[Saved data entries]
↓
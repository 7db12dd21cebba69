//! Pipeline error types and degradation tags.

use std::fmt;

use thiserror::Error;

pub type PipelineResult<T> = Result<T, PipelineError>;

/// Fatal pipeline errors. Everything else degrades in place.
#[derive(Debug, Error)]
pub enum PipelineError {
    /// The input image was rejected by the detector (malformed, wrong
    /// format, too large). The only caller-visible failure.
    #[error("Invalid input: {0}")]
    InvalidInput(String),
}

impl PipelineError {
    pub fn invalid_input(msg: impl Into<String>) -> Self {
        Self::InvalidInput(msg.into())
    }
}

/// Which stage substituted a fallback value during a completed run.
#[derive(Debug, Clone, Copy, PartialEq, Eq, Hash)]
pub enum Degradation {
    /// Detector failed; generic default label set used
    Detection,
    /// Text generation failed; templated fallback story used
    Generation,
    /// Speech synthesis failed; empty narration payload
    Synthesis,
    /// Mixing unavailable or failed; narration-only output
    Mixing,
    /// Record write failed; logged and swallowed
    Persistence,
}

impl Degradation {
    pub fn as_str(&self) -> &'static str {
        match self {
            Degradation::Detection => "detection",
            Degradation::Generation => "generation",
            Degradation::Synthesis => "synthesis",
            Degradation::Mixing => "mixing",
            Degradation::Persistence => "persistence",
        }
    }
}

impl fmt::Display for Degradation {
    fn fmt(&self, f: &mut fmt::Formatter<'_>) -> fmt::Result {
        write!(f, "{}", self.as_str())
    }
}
↑
↓
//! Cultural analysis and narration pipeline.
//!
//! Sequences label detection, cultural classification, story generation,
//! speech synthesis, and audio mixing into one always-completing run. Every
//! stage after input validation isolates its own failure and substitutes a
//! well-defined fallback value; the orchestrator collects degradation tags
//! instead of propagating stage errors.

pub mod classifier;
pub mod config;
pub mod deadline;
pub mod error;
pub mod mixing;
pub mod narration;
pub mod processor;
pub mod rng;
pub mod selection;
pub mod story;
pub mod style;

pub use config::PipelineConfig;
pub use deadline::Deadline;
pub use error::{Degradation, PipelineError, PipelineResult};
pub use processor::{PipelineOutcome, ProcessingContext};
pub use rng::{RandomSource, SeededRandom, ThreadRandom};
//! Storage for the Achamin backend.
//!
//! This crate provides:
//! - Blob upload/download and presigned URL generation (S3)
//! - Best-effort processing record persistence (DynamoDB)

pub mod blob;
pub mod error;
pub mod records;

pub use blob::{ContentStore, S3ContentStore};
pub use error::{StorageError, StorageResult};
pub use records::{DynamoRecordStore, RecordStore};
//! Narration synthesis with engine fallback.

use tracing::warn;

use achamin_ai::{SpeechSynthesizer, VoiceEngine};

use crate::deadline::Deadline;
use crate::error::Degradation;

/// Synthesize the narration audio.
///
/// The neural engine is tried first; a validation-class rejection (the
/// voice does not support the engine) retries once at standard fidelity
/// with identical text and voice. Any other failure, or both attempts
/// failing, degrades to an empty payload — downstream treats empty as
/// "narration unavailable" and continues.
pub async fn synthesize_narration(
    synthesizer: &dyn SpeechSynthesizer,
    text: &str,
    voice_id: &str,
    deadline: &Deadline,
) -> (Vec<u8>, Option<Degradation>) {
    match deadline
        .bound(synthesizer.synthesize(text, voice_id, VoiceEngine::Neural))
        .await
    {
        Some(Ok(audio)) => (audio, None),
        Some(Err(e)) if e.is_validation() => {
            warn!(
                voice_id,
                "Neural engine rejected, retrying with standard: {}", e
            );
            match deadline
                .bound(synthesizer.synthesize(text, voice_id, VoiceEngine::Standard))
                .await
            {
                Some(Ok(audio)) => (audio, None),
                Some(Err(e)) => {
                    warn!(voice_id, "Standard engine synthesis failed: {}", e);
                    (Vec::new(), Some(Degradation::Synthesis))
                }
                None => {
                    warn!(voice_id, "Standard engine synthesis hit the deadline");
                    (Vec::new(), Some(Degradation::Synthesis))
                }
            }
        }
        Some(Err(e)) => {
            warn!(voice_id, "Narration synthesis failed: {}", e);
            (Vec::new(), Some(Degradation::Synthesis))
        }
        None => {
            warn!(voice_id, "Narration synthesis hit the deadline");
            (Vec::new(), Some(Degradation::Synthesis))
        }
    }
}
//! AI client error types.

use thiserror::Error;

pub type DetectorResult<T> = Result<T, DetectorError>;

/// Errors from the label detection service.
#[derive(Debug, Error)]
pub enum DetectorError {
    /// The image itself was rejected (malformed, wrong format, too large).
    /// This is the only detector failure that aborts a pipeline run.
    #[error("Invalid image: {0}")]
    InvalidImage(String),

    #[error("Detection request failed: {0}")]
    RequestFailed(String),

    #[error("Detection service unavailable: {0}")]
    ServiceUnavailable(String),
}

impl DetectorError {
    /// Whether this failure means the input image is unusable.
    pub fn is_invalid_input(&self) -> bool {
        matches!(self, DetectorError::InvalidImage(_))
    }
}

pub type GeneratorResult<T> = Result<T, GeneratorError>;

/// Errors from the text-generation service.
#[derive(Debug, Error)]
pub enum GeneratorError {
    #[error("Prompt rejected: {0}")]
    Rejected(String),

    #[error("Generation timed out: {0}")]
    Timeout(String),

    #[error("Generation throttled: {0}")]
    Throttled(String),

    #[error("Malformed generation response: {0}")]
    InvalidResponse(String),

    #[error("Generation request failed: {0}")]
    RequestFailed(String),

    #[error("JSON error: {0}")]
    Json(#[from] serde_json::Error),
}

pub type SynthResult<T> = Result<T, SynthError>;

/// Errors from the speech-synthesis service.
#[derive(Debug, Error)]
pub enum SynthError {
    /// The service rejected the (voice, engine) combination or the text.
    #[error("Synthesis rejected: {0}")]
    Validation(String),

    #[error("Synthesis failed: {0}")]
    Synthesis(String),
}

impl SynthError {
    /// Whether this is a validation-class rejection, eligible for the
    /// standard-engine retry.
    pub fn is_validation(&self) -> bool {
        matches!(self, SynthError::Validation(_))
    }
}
↑
↓
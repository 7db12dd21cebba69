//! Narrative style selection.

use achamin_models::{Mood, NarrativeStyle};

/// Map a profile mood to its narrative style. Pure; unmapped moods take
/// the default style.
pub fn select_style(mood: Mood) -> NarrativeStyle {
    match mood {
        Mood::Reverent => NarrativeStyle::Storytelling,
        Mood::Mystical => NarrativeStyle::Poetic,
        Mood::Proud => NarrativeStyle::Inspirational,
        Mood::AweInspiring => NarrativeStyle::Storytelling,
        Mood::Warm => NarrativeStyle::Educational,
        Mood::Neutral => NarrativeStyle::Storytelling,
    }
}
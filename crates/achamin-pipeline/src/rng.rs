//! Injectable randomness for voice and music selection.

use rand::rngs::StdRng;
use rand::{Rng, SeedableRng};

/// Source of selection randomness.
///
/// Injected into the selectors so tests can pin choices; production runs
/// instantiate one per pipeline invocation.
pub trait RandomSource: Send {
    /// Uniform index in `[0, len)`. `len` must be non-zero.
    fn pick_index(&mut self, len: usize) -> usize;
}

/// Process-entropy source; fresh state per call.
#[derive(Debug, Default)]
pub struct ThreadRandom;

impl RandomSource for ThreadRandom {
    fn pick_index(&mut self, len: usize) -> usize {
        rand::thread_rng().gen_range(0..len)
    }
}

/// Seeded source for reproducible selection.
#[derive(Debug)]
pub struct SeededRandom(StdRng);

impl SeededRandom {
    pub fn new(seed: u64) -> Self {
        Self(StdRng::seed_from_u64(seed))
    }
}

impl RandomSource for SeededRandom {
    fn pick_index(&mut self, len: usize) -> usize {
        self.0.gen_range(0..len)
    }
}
↑
[Work required] Quote the data above from the line containing "Self::InvalidInput(msg.into())" to the line containing "fn fmt(&self, f: &mut", inclusive, and stop.

[Your response]
        Self::InvalidInput(msg.into())
    }
}

/// Which stage substituted a fallback value during a completed run.
#[derive(Debug, Clone, Copy, PartialEq, Eq, Hash)]
pub enum Degradation {
    /// Detector failed; generic default label set used
    Detection,
    /// Text generation failed; templated fallback story used
    Generation,
    /// Speech synthesis failed; empty narration payload
    Synthesis,
    /// Mixing unavailable or failed; narration-only output
    Mixing,
    /// Record write failed; logged and swallowed
    Persistence,
}

impl Degradation {
    pub fn as_str(&self) -> &'static str {
        match self {
            Degradation::Detection => "detection",
            Degradation::Generation => "generation",
            Degradation::Synthesis => "synthesis",
            Degradation::Mixing => "mixing",
            Degradation::Persistence => "persistence",
        }
    }
}

impl fmt::Display for Degradation {
    fn fmt(&self, f: &mut fmt::Formatter<'_>) -> fmt::Result {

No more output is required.